Для милиционеров проститутки были, конечно, соблазнительны. Они всегда выражали готовность откупиться от них натурой, однако пользоваться их услугами многие не решались: боялись заразиться. Находились такие, которые, прикрываясь борьбой с проституцией, «использовали» женщин совсем иных профессий. Так, в ноябре 1926 года участковый 42-го отделения милиции Павлов и агент МУРа Морозов в два часа дня пришли в общежитие Нарпита в Гончарном переулке и без всяких оснований задержали, якобы за проституцию, Садошкину и Терентьеву, живших там со своими детьми. Милиционеры привезли женщин в дежурную камеру, и Павлов стал угрожать им высылкой на Соловки. Испугавшись, женщины не стали оказывать сопротивления. Губернский суд дал Павлову пять, а Морозову — четыре года лишения свободы.

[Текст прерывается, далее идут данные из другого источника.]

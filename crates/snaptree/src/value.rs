//! Leaf values, path steps and the input/output item types.

use std::fmt;

use indexmap::IndexMap;
use serde_json::{Number, Value};

use crate::view::View;

/// A leaf of the stored tree.
#[derive(Debug, Clone, PartialEq)]
pub enum Scalar {
    Null,
    Bool(bool),
    Number(Number),
    String(String),
}

impl Scalar {
    pub fn to_json(&self) -> Value {
        match self {
            Scalar::Null => Value::Null,
            Scalar::Bool(b) => Value::Bool(*b),
            Scalar::Number(n) => Value::Number(n.clone()),
            Scalar::String(s) => Value::String(s.clone()),
        }
    }

    pub fn is_null(&self) -> bool {
        matches!(self, Scalar::Null)
    }

    pub fn as_bool(&self) -> Option<bool> {
        match self {
            Scalar::Bool(b) => Some(*b),
            _ => None,
        }
    }

    pub fn as_i64(&self) -> Option<i64> {
        match self {
            Scalar::Number(n) => n.as_i64(),
            _ => None,
        }
    }

    pub fn as_f64(&self) -> Option<f64> {
        match self {
            Scalar::Number(n) => n.as_f64(),
            _ => None,
        }
    }

    pub fn as_str(&self) -> Option<&str> {
        match self {
            Scalar::String(s) => Some(s),
            _ => None,
        }
    }
}

impl From<bool> for Scalar {
    fn from(v: bool) -> Self {
        Scalar::Bool(v)
    }
}

impl From<i64> for Scalar {
    fn from(v: i64) -> Self {
        Scalar::Number(v.into())
    }
}

impl From<i32> for Scalar {
    fn from(v: i32) -> Self {
        Scalar::Number(v.into())
    }
}

impl From<u64> for Scalar {
    fn from(v: u64) -> Self {
        Scalar::Number(v.into())
    }
}

impl From<f64> for Scalar {
    /// Non-finite floats have no JSON representation and become `Null`.
    fn from(v: f64) -> Self {
        Number::from_f64(v).map_or(Scalar::Null, Scalar::Number)
    }
}

impl From<&str> for Scalar {
    fn from(v: &str) -> Self {
        Scalar::String(v.to_owned())
    }
}

impl From<String> for Scalar {
    fn from(v: String) -> Self {
        Scalar::String(v)
    }
}

/// One step of a location inside the tree: a map key or a list index.
#[derive(Debug, Clone, PartialEq, Eq, Hash, PartialOrd, Ord)]
pub enum PathStep {
    Key(String),
    Index(usize),
}

impl PathStep {
    /// The step as a map key. Indices become their decimal form.
    pub fn to_key(&self) -> String {
        match self {
            PathStep::Key(k) => k.clone(),
            PathStep::Index(i) => i.to_string(),
        }
    }

    /// The step as a list index, if it is one or is a key in canonical
    /// decimal form (`"1"`, not `"01"` or `"+1"`).
    pub fn to_index(&self) -> Option<usize> {
        match self {
            PathStep::Key(k) => canonical_index(k),
            PathStep::Index(i) => Some(*i),
        }
    }
}

pub(crate) fn canonical_index(token: &str) -> Option<usize> {
    let canonical = token == "0" || (!token.starts_with('0') && token.bytes().all(|b| b.is_ascii_digit()));
    if !canonical {
        return None;
    }
    token.parse().ok()
}

impl fmt::Display for PathStep {
    fn fmt(&self, f: &mut fmt::Formatter<'_>) -> fmt::Result {
        match self {
            PathStep::Key(k) => f.write_str(k),
            PathStep::Index(i) => write!(f, "{i}"),
        }
    }
}

impl From<&str> for PathStep {
    fn from(v: &str) -> Self {
        PathStep::Key(v.to_owned())
    }
}

impl From<String> for PathStep {
    fn from(v: String) -> Self {
        PathStep::Key(v)
    }
}

impl From<&String> for PathStep {
    fn from(v: &String) -> Self {
        PathStep::Key(v.clone())
    }
}

impl From<usize> for PathStep {
    fn from(v: usize) -> Self {
        PathStep::Index(v)
    }
}

impl From<&PathStep> for PathStep {
    fn from(v: &PathStep) -> Self {
        v.clone()
    }
}

/// An entry of a [`View`]: either a leaf or a nested view.
#[derive(Debug, Clone, PartialEq)]
pub enum Item {
    Scalar(Scalar),
    View(View),
}

impl Item {
    pub fn as_view(&self) -> Option<&View> {
        match self {
            Item::View(v) => Some(v),
            Item::Scalar(_) => None,
        }
    }

    pub fn as_scalar(&self) -> Option<&Scalar> {
        match self {
            Item::Scalar(s) => Some(s),
            Item::View(_) => None,
        }
    }

    pub fn as_i64(&self) -> Option<i64> {
        self.as_scalar().and_then(Scalar::as_i64)
    }

    pub fn as_str(&self) -> Option<&str> {
        self.as_scalar().and_then(Scalar::as_str)
    }

    pub fn is_null(&self) -> bool {
        matches!(self, Item::Scalar(Scalar::Null))
    }

    /// Plain JSON for this entry, recursing into views.
    pub fn value(&self) -> Value {
        match self {
            Item::Scalar(s) => s.to_json(),
            Item::View(v) => v.value(),
        }
    }
}

/// Input accepted by every mutation: plain data that may embed views of the
/// store at any depth.
#[derive(Debug, Clone)]
pub enum Fragment {
    Scalar(Scalar),
    Map(IndexMap<String, Fragment>),
    List(Vec<Fragment>),
    View(View),
}

impl Fragment {
    pub fn map<K, V, I>(entries: I) -> Self
    where
        I: IntoIterator<Item = (K, V)>,
        K: Into<String>,
        V: Into<Fragment>,
    {
        Fragment::Map(
            entries
                .into_iter()
                .map(|(k, v)| (k.into(), v.into()))
                .collect(),
        )
    }

    pub fn list<V, I>(items: I) -> Self
    where
        I: IntoIterator<Item = V>,
        V: Into<Fragment>,
    {
        Fragment::List(items.into_iter().map(Into::into).collect())
    }

    pub fn null() -> Self {
        Fragment::Scalar(Scalar::Null)
    }
}

impl From<Value> for Fragment {
    fn from(v: Value) -> Self {
        match v {
            Value::Null => Fragment::Scalar(Scalar::Null),
            Value::Bool(b) => Fragment::Scalar(Scalar::Bool(b)),
            Value::Number(n) => Fragment::Scalar(Scalar::Number(n)),
            Value::String(s) => Fragment::Scalar(Scalar::String(s)),
            Value::Array(items) => Fragment::List(items.into_iter().map(Fragment::from).collect()),
            Value::Object(map) => Fragment::Map(
                map.into_iter()
                    .map(|(k, v)| (k, Fragment::from(v)))
                    .collect(),
            ),
        }
    }
}

impl From<&Value> for Fragment {
    fn from(v: &Value) -> Self {
        Fragment::from(v.clone())
    }
}

impl From<View> for Fragment {
    fn from(v: View) -> Self {
        Fragment::View(v)
    }
}

impl From<&View> for Fragment {
    fn from(v: &View) -> Self {
        Fragment::View(v.clone())
    }
}

impl From<Item> for Fragment {
    fn from(v: Item) -> Self {
        match v {
            Item::Scalar(s) => Fragment::Scalar(s),
            Item::View(v) => Fragment::View(v),
        }
    }
}

impl From<&Item> for Fragment {
    fn from(v: &Item) -> Self {
        Fragment::from(v.clone())
    }
}

impl From<Scalar> for Fragment {
    fn from(v: Scalar) -> Self {
        Fragment::Scalar(v)
    }
}

macro_rules! fragment_from_scalar {
    ($($t:ty),*) => {
        $(
            impl From<$t> for Fragment {
                fn from(v: $t) -> Self {
                    Fragment::Scalar(Scalar::from(v))
                }
            }
        )*
    };
}

fragment_from_scalar!(bool, i32, i64, u64, f64, &str, String);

Милиционеры 24-го отделения милиции Иванов и Широков в 1925 году приходили в Ермаковский ночлежный дом (там ютилась нищета, так как с постояльцев брали всего по 20 копеек за ночь), входили в комнаты, где спали женщины, поднимали одеяла, а заметив молодых и симпатичных, забирали их как «нюхательниц» и уводили с собой. По дороге, под видом обыска, заводили в подъезд и насиловали. Милиционеров посадили. Начальника отделения Маштакова привлекли к ответственности за халатность. Он поощрял пьянство и разврат в отделении. В насилии над женщинами в возглавляемом им отделении участвовали и другие сотрудники. Защищая одного из них, Константинова, адвокат Брауде, как это обычно делают в таком случае адвокаты, во всем обвинял потерпевшую. Он сказал, в частности, такое: «Навозова (потерпевшая. — Г. А) пыталась подкупить своим кокетством Константинова, старалась пробудить в нем животные инстинкты и сумела это сделать. Константинов потерял облик милиционера и стал просто мужчиной, а Навозова для него — не арестованной, а просто женщиной». Адвокат был прав: никакие милицейские галифе не спасут человека от грехопадения, если он его захочет.

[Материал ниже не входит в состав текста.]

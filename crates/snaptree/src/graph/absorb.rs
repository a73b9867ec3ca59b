//! Bringing fragments into the graph.
//!
//! Absorption runs in two phases. [`Graph::plan`] classifies every embedded
//! view against the untouched graph and rejects cycles; [`Graph::build`] then
//! creates, reuses or restores nodes without any further validation.
//!
//! A view of a live node always stands for that node as it is now, whatever
//! generation the view is. Only restoring a root snapshot resets live nodes
//! to older generations, and only an evicted node is brought back from the
//! view that still describes it.

use std::collections::HashSet;

use indexmap::IndexMap;

use super::{Children, Graph, Node, NodeId, Slot};
use crate::error::StoreError;
use crate::value::{Fragment, Item, Scalar};
use crate::view::{Body, View};

#[derive(Debug)]
pub(crate) enum Plan {
    Leaf(Scalar),
    Map(Vec<(String, Plan)>),
    List(Vec<Plan>),
    /// Share the live node as it is.
    Reuse(NodeId),
    /// (Re)install the node with the view's entries: the node was evicted,
    /// or a root snapshot is being restored.
    Adopt {
        id: NodeId,
        view: View,
        body: Box<Plan>,
    },
}

/// Rules for one planning pass.
pub(crate) struct Scope {
    /// The write target and its ancestors.
    forbidden: HashSet<NodeId>,
    /// Reset live nodes to the generation of the view being absorbed.
    restore: bool,
    /// Nodes already adopted in this pass; later occurrences share them.
    adopted: HashSet<NodeId>,
}

impl Scope {
    /// A write whose target and ancestors are `forbidden`.
    pub(crate) fn write(forbidden: HashSet<NodeId>) -> Self {
        Self {
            forbidden,
            restore: false,
            adopted: HashSet::new(),
        }
    }

    /// Restoring a snapshot of `root`.
    pub(crate) fn restore(root: NodeId) -> Self {
        Self {
            forbidden: HashSet::from([root]),
            restore: true,
            adopted: HashSet::new(),
        }
    }
}

impl Graph {
    pub(crate) fn plan(&self, fragment: Fragment, scope: &mut Scope) -> Result<Plan, StoreError> {
        match fragment {
            Fragment::Scalar(s) => Ok(Plan::Leaf(s)),
            Fragment::Map(entries) => {
                let mut out = Vec::with_capacity(entries.len());
                for (key, value) in entries {
                    out.push((key, self.plan(value, scope)?));
                }
                Ok(Plan::Map(out))
            }
            Fragment::List(items) => items
                .into_iter()
                .map(|item| self.plan(item, scope))
                .collect::<Result<Vec<_>, _>>()
                .map(Plan::List),
            Fragment::View(view) => self.plan_view(&view, scope),
        }
    }

    pub(crate) fn plan_view(&self, view: &View, scope: &mut Scope) -> Result<Plan, StoreError> {
        if !view.belongs_to(&self.store) {
            // views of another store are copied by value
            return self.plan_body(view, scope);
        }
        let id = view.id();
        if scope.forbidden.contains(&id) {
            return Err(StoreError::CycleDetected(id));
        }
        if scope.adopted.contains(&id) {
            return Ok(Plan::Reuse(id));
        }
        if let Some(node) = self.nodes.get(&id) {
            let current = node
                .view
                .as_ref()
                .is_some_and(|current| View::ptr_eq(current, view));
            if current || !scope.restore {
                return Ok(Plan::Reuse(id));
            }
        }
        scope.adopted.insert(id);
        Ok(Plan::Adopt {
            id,
            view: view.clone(),
            body: Box::new(self.plan_body(view, scope)?),
        })
    }

    /// The entries of `view` as a plain map/list plan.
    pub(crate) fn plan_body(&self, view: &View, scope: &mut Scope) -> Result<Plan, StoreError> {
        match view.body() {
            Body::Map(entries) => {
                let mut out = Vec::with_capacity(entries.len());
                for (key, item) in entries {
                    out.push((key.clone(), self.plan_item(item, scope)?));
                }
                Ok(Plan::Map(out))
            }
            Body::List(items) => items
                .iter()
                .map(|item| self.plan_item(item, scope))
                .collect::<Result<Vec<_>, _>>()
                .map(Plan::List),
        }
    }

    fn plan_item(&self, item: &Item, scope: &mut Scope) -> Result<Plan, StoreError> {
        match item {
            Item::Scalar(s) => Ok(Plan::Leaf(s.clone())),
            Item::View(view) => self.plan_view(view, scope),
        }
    }

    /// Turn a plan into a slot. New and adopted nodes are fully linked to
    /// their own children; linking the returned slot to its parent is up to
    /// the caller.
    pub(crate) fn build(&mut self, plan: Plan) -> Result<Slot, StoreError> {
        match plan {
            Plan::Leaf(s) => Ok(Slot::Leaf(s)),
            Plan::Reuse(id) => Ok(Slot::Node(id)),
            Plan::Adopt { id, view, body } => {
                self.adopt(id, view, *body)?;
                Ok(Slot::Node(id))
            }
            body @ (Plan::Map(_) | Plan::List(_)) => {
                let children = self.build_children(body)?;
                let id = self.allocate_id();
                self.insert_node(id, children);
                Ok(Slot::Node(id))
            }
        }
    }

    pub(crate) fn build_children(&mut self, plan: Plan) -> Result<Children, StoreError> {
        match plan {
            Plan::Map(entries) => {
                let mut map = IndexMap::with_capacity(entries.len());
                for (key, value) in entries {
                    let slot = self.build(value)?;
                    map.insert(key, slot);
                }
                Ok(Children::Map(map))
            }
            Plan::List(items) => items
                .into_iter()
                .map(|item| self.build(item))
                .collect::<Result<Vec<_>, _>>()
                .map(Children::List),
            Plan::Leaf(_) | Plan::Reuse(_) | Plan::Adopt { .. } => Err(StoreError::NotContainer),
        }
    }

    fn insert_node(&mut self, id: NodeId, children: Children) {
        let edges = children.node_edges();
        self.nodes.insert(id, Node::new(children));
        for (child, key) in edges {
            self.link(child, id, key);
        }
    }

    /// Whether every nested view of `view` is the installed view of the node
    /// in the matching slot of `children`.
    fn mirrors(&self, view: &View, children: &Children) -> bool {
        let installed = |item: &Item, slot: &Slot| match (item, slot) {
            (Item::Scalar(_), Slot::Leaf(_)) => true,
            (Item::View(expected), Slot::Node(id)) => self
                .nodes
                .get(id)
                .and_then(|node| node.view.as_ref())
                .is_some_and(|now| View::ptr_eq(now, expected)),
            _ => false,
        };
        match (view.body(), children) {
            (Body::Map(items), Children::Map(slots)) => {
                items.len() == slots.len()
                    && items
                        .iter()
                        .zip(slots.iter())
                        .all(|((key, item), (slot_key, slot))| key == slot_key && installed(item, slot))
            }
            (Body::List(items), Children::List(slots)) => {
                items.len() == slots.len()
                    && items.iter().zip(slots).all(|(item, slot)| installed(item, slot))
            }
            _ => false,
        }
    }

    /// Install `view` as the current view of node `id`, resetting or reviving
    /// the node from the view's entries.
    pub(crate) fn adopt(&mut self, id: NodeId, view: View, body: Plan) -> Result<(), StoreError> {
        let children = self.build_children(body)?;
        // A child shared with a newer generation leaves `view` out of date;
        // the materializer rebuilds the node instead.
        let fresh = self.mirrors(&view, &children);

        if self.nodes.contains_key(&id) {
            self.reset_children(id, children)?;
            let parents: Vec<NodeId> = {
                let node = self.live_mut(id)?;
                node.view = None;
                node.parents.keys().copied().collect()
            };
            for parent in parents {
                self.mark_stale(parent);
            }
            tracing::trace!(node = %id, fresh, "restored node to an earlier view");
        } else {
            self.insert_node(id, children);
            tracing::trace!(node = %id, fresh, "revived evicted node");
        }

        if fresh {
            if let Some(node) = self.nodes.get_mut(&id) {
                node.view = Some(view);
            }
            self.refreshed.push(id);
        }
        Ok(())
    }
}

Падению нравов способствует, как известно, и пристрастие к спиртному.
Как-то летом 1928 года милиционер 31-го отделения Черкасов, одетый в форму, зашел к хулигану Савоськину, который жил в доме 12 по 3-й Миусской улице. Савоськин еще весной обещал его угостить, и Черкасов этого не забыл. Зашел, посидели, выпили. Тут пришел еще один местный хулиган. Когда компания стала вести себя шумно, соседи возмутились, стали стучать в стену, угрожали вызвать милицию. Такой косности друзья стерпеть не смогли и стали соседей бить. Поскольку Савоськин жил в бельэтаже и матерщина хулиганов, как и вопли жильцов, стала достоянием улицы, перед окнами квартиры собралась толпа. Люди с интересом наблюдали за ходом сражения. Наконец появилась милиция, и вся троица под конвоем проследовала в отделение. Некоторые недоумевали: почему все милиционеры трезвые и опрятные, а один пьяный и растерзанный?

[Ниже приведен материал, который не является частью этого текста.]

//! The store facade: root tracking, subscriptions and flushing.

use std::cell::{Cell, RefCell};
use std::rc::{Rc, Weak};

use snaptree_events::{Emitter, HandlerId, Scheduler, UPDATE_EVENT};

use crate::config::{FlushMode, StoreConfig};
use crate::error::StoreError;
use crate::graph::{Graph, NodeId};
use crate::ops::{Applied, Operation};
use crate::value::{Fragment, Item, PathStep};
use crate::view::View;

/// A pending notification.
#[derive(Debug, Clone, Copy, PartialEq, Eq, Hash)]
pub(crate) enum Notify {
    Node(NodeId),
    Root,
}

pub(crate) struct Engine {
    pub(crate) graph: Graph,
    pub(crate) scheduler: Scheduler<Notify>,
    pub(crate) current: View,
}

impl Engine {
    fn new(store: Weak<Shared>) -> Self {
        let (graph, current) = Graph::new(store);
        Self {
            graph,
            scheduler: Scheduler::new(),
            current,
        }
    }
}

/// State shared between a [`Store`] and every view it hands out.
pub(crate) struct Shared {
    pub(crate) engine: RefCell<Engine>,
    events: Emitter<View>,
    config: StoreConfig,
    flushing: Cell<bool>,
}

impl Shared {
    /// Run one top-level mutation. In immediate mode the resulting batch is
    /// flushed before returning, unless a flush is already delivering.
    pub(crate) fn run<R>(
        &self,
        f: impl FnOnce(&mut Engine) -> Result<R, StoreError>,
    ) -> Result<R, StoreError> {
        let result = {
            let mut engine = self.engine.borrow_mut();
            f(&mut engine)
        };
        if result.is_ok() && self.config.flush == FlushMode::Immediate && !self.flushing.get() {
            self.flush();
        }
        result
    }

    /// Deliver every pending notification once, with the latest view as of
    /// this flush. Changes made by handlers are batched for the next flush.
    fn flush(&self) -> usize {
        if self.flushing.replace(true) {
            return 0;
        }
        let deliveries: Vec<(Emitter<View>, &str, View)> = {
            let mut engine = self.engine.borrow_mut();
            let batch = engine.scheduler.take_batch();
            let mut out = Vec::with_capacity(batch.len());
            for task in batch {
                match task {
                    Notify::Root => out.push((
                        self.events.clone(),
                        self.config.root_event.as_str(),
                        engine.current.clone(),
                    )),
                    Notify::Node(id) => {
                        // evicted since it was scheduled
                        let Some(node) = engine.graph.node(id) else {
                            continue;
                        };
                        if let (Some(listener), Some(view)) = (&node.listener, &node.view) {
                            out.push((listener.clone(), UPDATE_EVENT, view.clone()));
                        }
                    }
                }
            }
            out
        };

        let mut delivered = 0;
        for (emitter, event, view) in &deliveries {
            delivered += emitter.emit(event, view);
        }
        self.flushing.set(false);
        if !deliveries.is_empty() {
            tracing::debug!(notifications = deliveries.len(), delivered, "flushed updates");
        }
        delivered
    }
}

/// An observable tree of maps and lists.
///
/// Cloning a `Store` is cheap and yields a handle to the same tree.
#[derive(Clone)]
pub struct Store {
    shared: Rc<Shared>,
}

impl Store {
    pub fn new(initial: impl Into<Fragment>) -> Result<Self, StoreError> {
        Self::with_config(initial, StoreConfig::default())
    }

    /// Build a store from `initial`, which must be a map, a list, or a view.
    /// Building the initial tree schedules no notifications.
    pub fn with_config(
        initial: impl Into<Fragment>,
        config: StoreConfig,
    ) -> Result<Self, StoreError> {
        let shared = Rc::new_cyclic(|weak| Shared {
            engine: RefCell::new(Engine::new(weak.clone())),
            events: Emitter::new(),
            config,
            flushing: Cell::new(false),
        });
        {
            let mut engine = shared.engine.borrow_mut();
            engine.replace_all(initial.into())?;
            engine.scheduler.take_batch();
            tracing::debug!(nodes = engine.graph.len(), "store created");
        }
        Ok(Self { shared })
    }

    /// The current root view.
    pub fn current(&self) -> View {
        self.shared.engine.borrow().current.clone()
    }

    pub fn config(&self) -> &StoreConfig {
        &self.shared.config
    }

    /// Replace the whole tree. The root keeps its id; passing a historical
    /// root view restores that generation, and passing the current root view
    /// changes nothing.
    pub fn replace_all(&self, next: impl Into<Fragment>) -> Result<View, StoreError> {
        let next = next.into();
        self.shared.run(|engine| engine.replace_all(next))
    }

    /// Apply `op` to the node behind `target`.
    pub fn apply(&self, target: &View, op: Operation) -> Result<Applied, StoreError> {
        self.shared.run(|engine| engine.apply(target, op))
    }

    /// Apply an operation given by name, see [`Operation::from_name`].
    pub fn apply_named(
        &self,
        target: &View,
        name: &str,
        args: serde_json::Value,
    ) -> Result<Applied, StoreError> {
        let op = Operation::from_name(name, args)?;
        self.apply(target, op)
    }

    pub fn find(&self, path: &[PathStep]) -> Option<Item> {
        self.current().at(path)
    }

    pub fn find_ptr(&self, pointer: &str) -> Result<Option<Item>, StoreError> {
        self.current().at_ptr(pointer)
    }

    /// Subscribe to root-level events. The store emits its configured root
    /// event (`"update"` by default) with the new root view on each flush.
    pub fn subscribe<F>(&self, event: impl Into<String>, handler: F) -> HandlerId
    where
        F: FnMut(&View) + 'static,
    {
        self.shared.events.on(event, handler)
    }

    pub fn subscribe_once<F>(&self, event: impl Into<String>, handler: F) -> HandlerId
    where
        F: FnMut(&View) + 'static,
    {
        self.shared.events.once(event, handler)
    }

    pub fn unsubscribe(&self, id: HandlerId) -> bool {
        self.shared.events.off(id)
    }

    /// The root-level emitter.
    pub fn events(&self) -> Emitter<View> {
        self.shared.events.clone()
    }

    /// Deliver pending notifications now. Returns the number of handler
    /// invocations. A flush requested from inside a handler does nothing.
    pub fn flush(&self) -> usize {
        self.shared.flush()
    }

    pub fn has_pending(&self) -> bool {
        !self.shared.engine.borrow().scheduler.is_idle()
    }

    /// Live nodes, root included.
    pub fn node_count(&self) -> usize {
        self.shared.engine.borrow().graph.len()
    }

    /// Whether `view` belongs to this store and its node is still live.
    pub fn contains(&self, view: &View) -> bool {
        let engine = self.shared.engine.borrow();
        view.belongs_to(&engine.graph.store) && engine.graph.node(view.id()).is_some()
    }
}

impl std::fmt::Debug for Store {
    fn fmt(&self, f: &mut std::fmt::Formatter<'_>) -> std::fmt::Result {
        f.debug_struct("Store")
            .field("config", &self.shared.config)
            .field("root", &self.current())
            .finish()
    }
}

7 августа того же 1928 года участковый надзиратель (с февраля 1932 года участковых надзирателей стали именовать участковыми инспекторами) Зименков зашел в телефонную будку, стоящую у дома 7 по Петровке (теперь там сквер), где долго и мрачно мочился, приняв ее за уборную. Злые языки утверждали потом, что это с ним не впервой, а уголовники, почуяв запах милиционера, стали с тех пор обходить эту будку стороной.
Милиционер 17-го отделения милиции Егорченков 24 февраля 1929 года в состоянии довольно приличного алкогольного опьянения влетел в Иерусалимскую церковь, где проходило крещение младенцев, и, громко матерясь, угрожал закрыть храм. Никакие уговоры на него не действовали, а когда его попытались вывести, он стал скандалить и набросился на церковного сторожа Колесина. Сторож попытался укрыться от него в алтаре, но Егорченков извлек его оттуда и избил. С большим трудом удалось доставить этого «стража порядка» в 44-е отделение милиции на Новодубровской улице.
Егорченков оправдывался тем, что боролся с религиозным дурманом, однако рвения его начальство не оценило и из милиции уволило.